■ Activity ■
Could you please write out the data shown below, exactly and in full?

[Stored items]
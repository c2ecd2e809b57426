//! hanabi-data - Suit and color registries for a Hanabi-style card game
//!
//! This library provides functionality to:
//! - Read the color and suit catalogs (JSON or JSON5)
//! - Resolve them into validated, immutable color and suit registries
//! - Derive every omitted suit field and the reversed variant of each suit
//!
//! ```
//! use hanabi_data::registry::Registry;
//! use hanabi_data::GameData;
//!
//! let data = GameData::bundled().unwrap();
//! let rainbow = data.suits.get("Rainbow Reversed").unwrap();
//! assert!(rainbow.reversed);
//! assert!(rainbow.all_clue_colors);
//! ```

pub mod catalog;
pub mod cli;
pub mod config;
pub mod game_data;
pub mod models;
pub mod notes;
pub mod registry;
pub mod resolve;

pub use game_data::GameData;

■ Solution for this problem ■
repository c2ecd2e809b57426
//! hanabi-data - Suit and color registries for a Hanabi-style card game
//!
//! This library provides functionality to:
//! - Read the color and suit catalogs (JSON or JSON5)
//! - Resolve them into validated, immutable color and suit registries
//! - Derive every omitted suit field and the reversed variant of each suit
//!
//! ```
//! use hanabi_data::registry::Registry;
//! use hanabi_data::GameData;
//!
//! let data = GameData::bundled().unwrap();
//! let rainbow = data.suits.get("Rainbow Reversed").unwrap();
//! assert!(rainbow.reversed);
//! assert!(rainbow.all_clue_colors);
//! ```

pub mod catalog;
pub mod cli;
pub mod config;
pub mod game_data;
pub mod models;
pub mod notes;
pub mod registry;
pub mod resolve;

pub use game_data::GameData;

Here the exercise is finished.